Point/Counterpoint: Is music during sex weird?

Rediscovering intimacy with or without music

Journal Staff debate if sex is better with music.

Press play on that playlist, but don’t overthink it

Since I was a little girl, I’ve always wanted a movie montage like the one from Dirty Dancing. It’s fun to dive into a delusion that makes you romanticize your life and feel like you’re the leading role of some rom-com narrative.

One way I romanticize my days is by having several Spotify playlists on tap. From strutting through campus to looking out the car window, I have a playlist for it.

While I don’t have a sex playlist, I’m still all for listening to music when doing the deed—so long as you don’t overthink it.

In some cases, it can make you feel like you’re playing a part. This is when that delicious delusion flips around and induces a sense of imposter syndrome. The soundtrack to your lovemaking can be distracting; like there’s a camera crew behind your bed frame (if you have one), engineering what’s supposed to be an intimate moment.

While you might be worried about what happens if a bad song comes on, don’t be tempted to stop what you’re doing, unlock your phone, and fix the queue. In the movies, they don’t show the part where the guy who’s inside you is deeper into a sex playlist he made in first year, and Patrick Swayze wouldn’t even think about it.

Music during sex is a good idea unless you overthink it. Not only can it be fun, but on behalf of every roommate ever, it’s appreciated. However, don’t think it gives you a pass for dramatic screaming—everyone will still hear you over the Weeknd’s whining.

Another note: when crafting your playlist, you can do better than the Weeknd. Don’t forget about the masters of baby-making music and throw on some Marvin Gaye or Al Green.

Don’t put more care and attention into what’s coming out of your speaker than the person in front of you. Find a playlist, press shuffle, and get it on.

Ella Thomas, Contributor

Cut the music

I don’t hate music during sex—there are contexts where it makes sense. Maybe you don’t know the other person super well, it’s a bit awkward, or you just need something to get the mood going.

I do think, however, that good sex is even better without music. There’s no buffer between you and your partner; it’s just you and them in the room.
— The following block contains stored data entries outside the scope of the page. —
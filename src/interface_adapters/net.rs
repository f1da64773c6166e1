// HTTP/WebSocket transport binding. Deliberately thin: the Hub and Game
// trait never name an `axum` type, only this module does. Grounded in the
// teacher's `interface_adapters/net.rs::ws_handler` and
// `frameworks/server.rs::run` route wiring.

use std::sync::Arc;

use axum::{
    extract::{State, WebSocketUpgrade},
    response::IntoResponse,
    routing::get,
    Router,
};

use crate::interface_adapters::connection::handle_socket;
use crate::interface_adapters::state::AppState;

pub async fn ws_handler(
    ws: WebSocketUpgrade,
    State(state): State<Arc<AppState>>,
) -> impl IntoResponse {
    ws.on_upgrade(move |socket| handle_socket(socket, state.hub.clone()))
}

async fn healthz() -> &'static str {
    "ok"
}

pub fn router(state: Arc<AppState>) -> Router {
    Router::new()
        .route("/ws", get(ws_handler))
        .route("/healthz", get(healthz))
        .with_state(state)
}
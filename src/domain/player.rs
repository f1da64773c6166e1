// Player identity and the opaque handle games use to reach a player's
// outbound queue without ever touching the registry that owns them.

use crate::interface_adapters::protocol::ServerMessage;
use tokio::sync::mpsc;

pub type PlayerId = u64;
pub type GameId = u64;

/// Fixed cosmetic pools the Hub cycles through round-robin as each player
/// registers (spec.md §4.3: "round-robin over a fixed pool, wraps on
/// exhaustion"), in the same plain-const-array style as
/// `domain::lobby`'s game catalogue.
const DISPLAY_NAME_POOL: &[&str] = &[
    "Falcon", "Comet", "Nova", "Orbit", "Vertex", "Quasar", "Zenith", "Drift",
    "Ember", "Halo", "Rogue", "Glider",
];

const AVATAR_REF_POOL: &[&str] = &[
    "avatar-falcon",
    "avatar-comet",
    "avatar-nova",
    "avatar-orbit",
    "avatar-vertex",
    "avatar-quasar",
    "avatar-zenith",
    "avatar-drift",
    "avatar-ember",
    "avatar-halo",
    "avatar-rogue",
    "avatar-glider",
];

/// Picks the `cursor`-th entry of each pool, wrapping on exhaustion. `cursor`
/// is a counter the Hub owns and advances once per registered player; it is
/// independent of `PlayerId` so identity allocation never has to agree with
/// display-name allocation.
pub fn identity_for(cursor: usize) -> (String, String) {
    let name = DISPLAY_NAME_POOL[cursor % DISPLAY_NAME_POOL.len()];
    let avatar = AVATAR_REF_POOL[cursor % AVATAR_REF_POOL.len()];
    (name.to_string(), avatar.to_string())
}

#[derive(Debug, Clone, Copy, PartialEq, Eq)]
pub enum Location {
    Lobby,
    InGame(GameId),
}

/// A lightweight, cloneable reference to a connected player's outbound
/// channel. Games hold these instead of a `Player` so they can never reach
/// into the registry the Hub owns.
#[derive(Clone)]
pub struct PlayerHandle {
    id: PlayerId,
    outbound: mpsc::Sender<ServerMessage>,
}

impl PlayerHandle {
    pub fn new(id: PlayerId, outbound: mpsc::Sender<ServerMessage>) -> Self {
        Self { id, outbound }
    }

    pub fn id(&self) -> PlayerId {
        self.id
    }

    /// Non-blocking. Drops the frame and logs a warning if the player's
    /// outbound queue is saturated; never closes the connection itself.
    pub fn send(&self, message: ServerMessage) {
        if self.outbound.try_send(message).is_err() {
            tracing::warn!(player_id = self.id, "outbound queue full, dropping frame");
        }
    }
}

pub struct Player {
    pub id: PlayerId,
    pub display_name: String,
    pub avatar_ref: String,
    pub cumulative_score: i64,
    pub location: Location,
    pub pending_vote: Option<String>,
    pub handle: PlayerHandle,
}

impl Player {
    pub fn new(id: PlayerId, display_name: String, avatar_ref: String, handle: PlayerHandle) -> Self {
        Self {
            id,
            display_name,
            avatar_ref,
            cumulative_score: 0,
            location: Location::Lobby,
            pending_vote: None,
            handle,
        }
    }

    pub fn in_game(&self) -> bool {
        matches!(self.location, Location::InGame(_))
    }
}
Without the additional auditory distraction, every sound, breath, and moment becomes more pronounced, creating a heightened sense of connection. It leaves a lot more room for intimacy, which is great if the person you are having sex with is your long-time partner, or someone you know well and care deeply for.

To me, no music feels much rawer and more authentic. Music can be distracting. I want to be in the moment, not lost in the music.

Yes, some might say no music makes it awkward, but what’s even more awkward than having sex in silence is the moment when suddenly some heinous song comes on after your playlist ends that is so bad you must stop midway through to change it. Yikes!

Ultimately, the absence of music allows for a deeper, more intimate connection—one where every sensation is heightened, and every moment is shared in its purest form. While music may have its time and place, sometimes it’s just not needed.

Layla Artzy, Staff Writer

Tags

Music, playlist, Sex

All final editorial decisions are made by the Editor(s)-in-Chief and/or the Managing Editor. Authors should not be contacted, targeted, or harassed under any circumstances. If you have any grievances with this article, please direct your comments to journal_editors@ams.queensu.ca.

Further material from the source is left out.